Given information:
|---|

//! Syntax-tree navigation helpers
//!
//! Thin utilities over tree-sitter nodes: text access, child lookup by kind
//! or field, pre-order walks, and doc-comment discovery. Everything in the
//! pipeline goes through these instead of poking at nodes directly.

use tree_sitter::Node;

/// Get the source text covered by a node.
pub fn node_text<'a>(node: Node, source: &'a str) -> &'a str {
    node.utf8_text(source.as_bytes()).unwrap_or("")
}

/// Get the text of a named field, if present.
pub fn field_text(node: Node, field: &str, source: &str) -> Option<String> {
    node.child_by_field_name(field)
        .map(|n| node_text(n, source).to_string())
}

/// Find the first direct child with the given kind.
pub fn find_child_by_kind<'t>(node: Node<'t>, kind: &str) -> Option<Node<'t>> {
    let mut cursor = node.walk();
    let result = node.children(&mut cursor).find(|c| c.kind() == kind);
    result
}

/// Collect all direct children with the given kind.
pub fn find_children_by_kind<'t>(node: Node<'t>, kind: &str) -> Vec<Node<'t>> {
    let mut cursor = node.walk();
    node.children(&mut cursor)
        .filter(|c| c.kind() == kind)
        .collect()
}

/// Whether a direct child of the given kind exists. Anonymous keyword
/// tokens ("static", "async", "get") report their text as the kind, so
/// this doubles as a modifier check.
pub fn has_child_of_kind(node: Node, kind: &str) -> bool {
    find_child_by_kind(node, kind).is_some()
}

/// Pre-order walk over a subtree, visiting every node exactly once.
pub fn walk_tree<'t, F>(node: Node<'t>, visitor: &mut F)
where
    F: FnMut(Node<'t>),
{
    visitor(node);
    let mut cursor = node.walk();
    for child in node.children(&mut cursor) {
        walk_tree(child, visitor);
    }
}

/// Collect every descendant (including the node itself) of the given kind.
pub fn find_descendants_of_kind<'t>(node: Node<'t>, kind: &str) -> Vec<Node<'t>> {
    let mut out = Vec::new();
    walk_tree(node, &mut |n| {
        if n.kind() == kind {
            out.push(n);
        }
    });
    out
}

/// Unquote a string literal. Handles plain strings and substitution-free
/// template strings; anything else returns `None`.
pub fn string_literal_value(node: Node, source: &str) -> Option<String> {
    match node.kind() {
        "string" => {
            let text = node_text(node, source);
            Some(text.trim_matches(|c| c == '"' || c == '\'').to_string())
        }
        "template_string" => {
            if find_child_by_kind(node, "template_substitution").is_some() {
                return None;
            }
            Some(node_text(node, source).trim_matches('`').to_string())
        }
        _ => None,
    }
}

/// Strip the leading `:` from a type annotation's text.
pub fn type_annotation_text(node: Node, source: &str) -> Option<String> {
    node.child_by_field_name("type")
        .map(|t| node_text(t, source).trim_start_matches(':').trim().to_string())
        .filter(|t| !t.is_empty())
}

/// Find the JSDoc block documenting a node.
///
/// Comments attach as preceding siblings. Declarations wrapped in an export
/// statement (or a declarator inside a lexical declaration) carry their
/// comment on the wrapping statement, so those wrappers are consulted when
/// the node itself has none. Only wrapper statements are climbed: walking
/// any higher would let a class's first member steal the class's own doc
/// block.
pub fn doc_comment(node: Node, source: &str) -> Option<String> {
    if let Some(text) = preceding_jsdoc(node, source) {
        return Some(text);
    }
    let mut current = node;
    for _ in 0..2 {
        let Some(parent) = current.parent() else {
            break;
        };
        if !matches!(
            parent.kind(),
            "export_statement" | "lexical_declaration" | "variable_declaration"
        ) {
            break;
        }
        if let Some(text) = preceding_jsdoc(parent, source) {
            return Some(text);
        }
        current = parent;
    }
    None
}

fn preceding_jsdoc(node: Node, source: &str) -> Option<String> {
    // Only the immediately preceding comment counts; a plain comment
    // between a doc block and the node breaks the association.
    let sibling = node.prev_named_sibling()?;
    if sibling.kind().contains("comment") {
        let text = node_text(sibling, source);
        if text.trim_start().starts_with("/**") {
            return Some(text.to_string());
        }
    }
    None
}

|---|

What the task requires:
Across the records, count the lines holding the string "Only". Give the number and stop.

Completed task:
2